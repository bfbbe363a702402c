//! Offline pipeline tests
//!
//! Runs the whole flow on snapshot fixtures written to a temp directory:
//! replay -> clean/aggregate -> align -> charts -> report -> CSV.
//! No network or API key needed.
//!
//! Run with: cargo test --test pipeline_integration

use std::fs;
use std::path::Path;

use chrono::{NaiveDate, TimeZone, Utc};

use petromon_service::chart::{DualAxisChart, LineChart, ScatterChart};
use petromon_service::events::{default_events, events_within};
use petromon_service::ingest::{snapshot, SeriesSource};
use petromon_service::logging::{classify_eia_failure, FailureType};
use petromon_service::model::EiaError;
use petromon_service::pipeline::{compare, latest_reported, prepare_series, DateWindow, WeekAnchor};
use petromon_service::report::{save_comparison_csv, Dashboard};
use petromon_service::series::{require_series, TOTAL_SUPPLY_ID, WTI_SPOT_ID};

// ---------------------------------------------------------------------------
// Fixtures
// ---------------------------------------------------------------------------

/// Two products per week, as `petroleum/cons/wpsup` returns them, plus a
/// withheld value.
const SUPPLY_BODY: &str = r#"{
    "response": {
        "total": 7,
        "frequency": "weekly",
        "data": [
            {"period": "2020-03-06", "product-name": "Finished Motor Gasoline", "value": 9000, "units": "MBBL/D"},
            {"period": "2020-03-06", "product-name": "Other Oils", "value": 11000, "units": "MBBL/D"},
            {"period": "2020-03-13", "product-name": "Finished Motor Gasoline", "value": 8800, "units": "MBBL/D"},
            {"period": "2020-03-13", "product-name": "Other Oils", "value": 10900, "units": "MBBL/D"},
            {"period": "2020-03-20", "product-name": "Finished Motor Gasoline", "value": 8000, "units": "MBBL/D"},
            {"period": "2020-03-20", "product-name": "Other Oils", "value": 10000, "units": "MBBL/D"},
            {"period": "2020-03-20", "product-name": "Kerosene", "value": null, "units": "MBBL/D"}
        ]
    }
}"#;

const WTI_BODY: &str = r#"{
    "response": {
        "total": "3",
        "frequency": "weekly",
        "data": [
            {"period": "2020-03-06", "series": "RWTC", "value": "45.90", "units": "$/BBL"},
            {"period": "2020-03-13", "series": "RWTC", "value": "32.91", "units": "$/BBL"},
            {"period": "2020-03-20", "series": "RWTC", "value": "25.22", "units": "$/BBL"}
        ]
    }
}"#;

fn d(s: &str) -> NaiveDate {
    NaiveDate::parse_from_str(s, "%Y-%m-%d").unwrap()
}

fn write_fixtures(dir: &Path) {
    fs::write(dir.join("total_supply.json"), SUPPLY_BODY).expect("write supply fixture");
    fs::write(dir.join("wti_spot.json"), WTI_BODY).expect("write wti fixture");
}

fn march_2020() -> DateWindow {
    DateWindow::between(d("2020-03-01"), d("2020-03-31"))
}

// ---------------------------------------------------------------------------
// Tests
// ---------------------------------------------------------------------------

#[test]
fn test_supply_history_from_snapshot() {
    let dir = tempfile::tempdir().expect("tempdir");
    write_fixtures(dir.path());
    let source = SeriesSource::replay(dir.path());
    let supply = require_series(TOTAL_SUPPLY_ID).unwrap();

    let records = source.fetch(supply).expect("replay supply");
    assert_eq!(records.len(), 7);

    let obs = prepare_series(supply, &records, DateWindow::since(d("2012-01-01")), WeekAnchor::AsReported)
        .expect("prepare supply");
    let values: Vec<f64> = obs.iter().map(|o| o.value).collect();
    assert_eq!(values, vec![20000.0, 19700.0, 18000.0]);
    assert_eq!(obs[2].week, d("2020-03-20"));

    let chart = LineChart {
        title: supply.name.to_string(),
        x_label: "Week".into(),
        y_label: supply.value_label.into(),
        points: obs.iter().map(|o| (o.week, o.value)).collect(),
        events: events_within(&default_events(), obs[0].week, obs[2].week),
    };
    let svg = chart.render().expect("line chart");
    assert!(svg.starts_with("<svg"));
    assert!(svg.contains("COVID-19 declared a pandemic"));
    assert!(!svg.contains("No data"));
}

#[test]
fn test_compare_supply_and_price() {
    let dir = tempfile::tempdir().expect("tempdir");
    write_fixtures(dir.path());
    let source = SeriesSource::replay(dir.path());
    let supply_def = require_series(TOTAL_SUPPLY_ID).unwrap();
    let price_def = require_series(WTI_SPOT_ID).unwrap();

    let supply_records = source.fetch(supply_def).unwrap();
    let price_records = source.fetch(price_def).unwrap();
    let supply = prepare_series(supply_def, &supply_records, march_2020(), WeekAnchor::WeekStart).unwrap();
    let price = prepare_series(price_def, &price_records, march_2020(), WeekAnchor::WeekStart).unwrap();

    let cmp = compare(&supply, &price, 2, 7).expect("series overlap");
    let weeks: Vec<NaiveDate> = cmp.rows.iter().map(|r| r.week).collect();
    assert_eq!(weeks, vec![d("2020-03-02"), d("2020-03-09"), d("2020-03-16")]);
    assert_eq!(cmp.rows[0].supply_avg, None);
    assert_eq!(cmp.rows[1].supply_avg, Some(19850.0));
    assert!((cmp.rows[2].price_avg.unwrap() - 29.065).abs() < 1e-9);

    let r = cmp.correlation.expect("correlation");
    assert!(r > 0.8 && r <= 1.0, "r = {}", r);

    let trend = DualAxisChart {
        title: "Total product supplied vs WTI".into(),
        x_label: "Week".into(),
        left_label: supply_def.value_label.into(),
        right_label: price_def.value_label.into(),
        left: cmp.rows.iter().map(|r| (r.week, r.supply)).collect(),
        right: cmp.rows.iter().map(|r| (r.week, r.price)).collect(),
        events: events_within(&default_events(), d("2020-03-01"), d("2020-03-31")),
    }
    .render()
    .expect("trend chart");
    assert!(trend.contains(supply_def.value_label));
    assert!(trend.contains("WTI spot price (USD/barrel)"));

    let scatter = ScatterChart {
        title: "Supply vs WTI".into(),
        x_label: price_def.value_label.into(),
        y_label: supply_def.value_label.into(),
        points: cmp.rows.iter().map(|r| (r.price, r.supply)).collect(),
    }
    .render()
    .expect("scatter chart");
    assert_eq!(scatter.matches("<circle").count(), 3);

    let data_through = latest_reported(&supply_records, march_2020(), WeekAnchor::WeekStart)
        .min(latest_reported(&price_records, march_2020(), WeekAnchor::WeekStart));
    assert_eq!(data_through, Some(d("2020-03-20")));

    // 17 days after the last anchored Monday, 13 after the reported Friday
    let now = Utc.with_ymd_and_hms(2020, 4, 2, 12, 0, 0).unwrap();
    let dashboard = Dashboard::for_comparison("Supply vs WTI", &cmp, data_through, 14, now);
    assert!(!dashboard.stale);
    let text = dashboard.render_text();
    assert!(text.contains("18,000"));
    assert!(text.contains("25.22"));
}

#[test]
fn test_comparison_csv_export() {
    let dir = tempfile::tempdir().expect("tempdir");
    write_fixtures(dir.path());
    let source = SeriesSource::replay(dir.path());
    let supply_def = require_series(TOTAL_SUPPLY_ID).unwrap();
    let price_def = require_series(WTI_SPOT_ID).unwrap();

    let supply =
        prepare_series(supply_def, &source.fetch(supply_def).unwrap(), march_2020(), WeekAnchor::WeekStart)
            .unwrap();
    let price =
        prepare_series(price_def, &source.fetch(price_def).unwrap(), march_2020(), WeekAnchor::WeekStart)
            .unwrap();
    let cmp = compare(&supply, &price, 1, 7).unwrap();

    let csv_path = dir.path().join("compare.csv");
    save_comparison_csv(&csv_path, &cmp.rows).expect("write csv");
    let text = fs::read_to_string(&csv_path).unwrap();
    let lines: Vec<&str> = text.lines().collect();
    assert_eq!(lines.len(), 4);
    assert!(lines[1].starts_with("2020-03-02,20000.0,45.9,"));
}

#[test]
fn test_snapshot_copy_replays_identically() {
    let original = tempfile::tempdir().expect("tempdir");
    let copy = tempfile::tempdir().expect("tempdir");
    write_fixtures(original.path());
    let wti = require_series(WTI_SPOT_ID).unwrap();

    let rows = SeriesSource::replay(original.path()).fetch_rows(wti).unwrap();
    snapshot::save_snapshot(copy.path(), wti.id, &rows).expect("save snapshot");

    let a = SeriesSource::replay(original.path()).fetch(wti).unwrap();
    let b = SeriesSource::replay(copy.path()).fetch(wti).unwrap();
    assert_eq!(a, b);
}

#[test]
fn test_window_without_data_is_empty_series() {
    let dir = tempfile::tempdir().expect("tempdir");
    write_fixtures(dir.path());
    let wti = require_series(WTI_SPOT_ID).unwrap();
    let records = SeriesSource::replay(dir.path()).fetch(wti).unwrap();

    let result = prepare_series(
        wti,
        &records,
        DateWindow::between(d("2021-01-01"), d("2021-06-30")),
        WeekAnchor::WeekStart,
    );
    assert!(matches!(result, Err(EiaError::EmptySeries(_))));
}

#[test]
fn test_missing_snapshot_is_expected_failure() {
    let dir = tempfile::tempdir().expect("tempdir");
    let supply = require_series(TOTAL_SUPPLY_ID).unwrap();
    let err = SeriesSource::replay(dir.path()).fetch(supply).unwrap_err();
    assert!(matches!(err, EiaError::Snapshot { .. }));
    assert_eq!(classify_eia_failure(&err), FailureType::Expected);
}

====

Quote, word for word, every line from the top of the entries through the line that holds "use petromon_service::model::EiaError;".

repository bfbbe363a702402c
//! Offline pipeline tests
//!
//! Runs the whole flow on snapshot fixtures written to a temp directory:
//! replay -> clean/aggregate -> align -> charts -> report -> CSV.
//! No network or API key needed.
//!
//! Run with: cargo test --test pipeline_integration

use std::fs;
use std::path::Path;

use chrono::{NaiveDate, TimeZone, Utc};

use petromon_service::chart::{DualAxisChart, LineChart, ScatterChart};
use petromon_service::events::{default_events, events_within};
use petromon_service::ingest::{snapshot, SeriesSource};
use petromon_service::logging::{classify_eia_failure, FailureType};
use petromon_service::model::EiaError;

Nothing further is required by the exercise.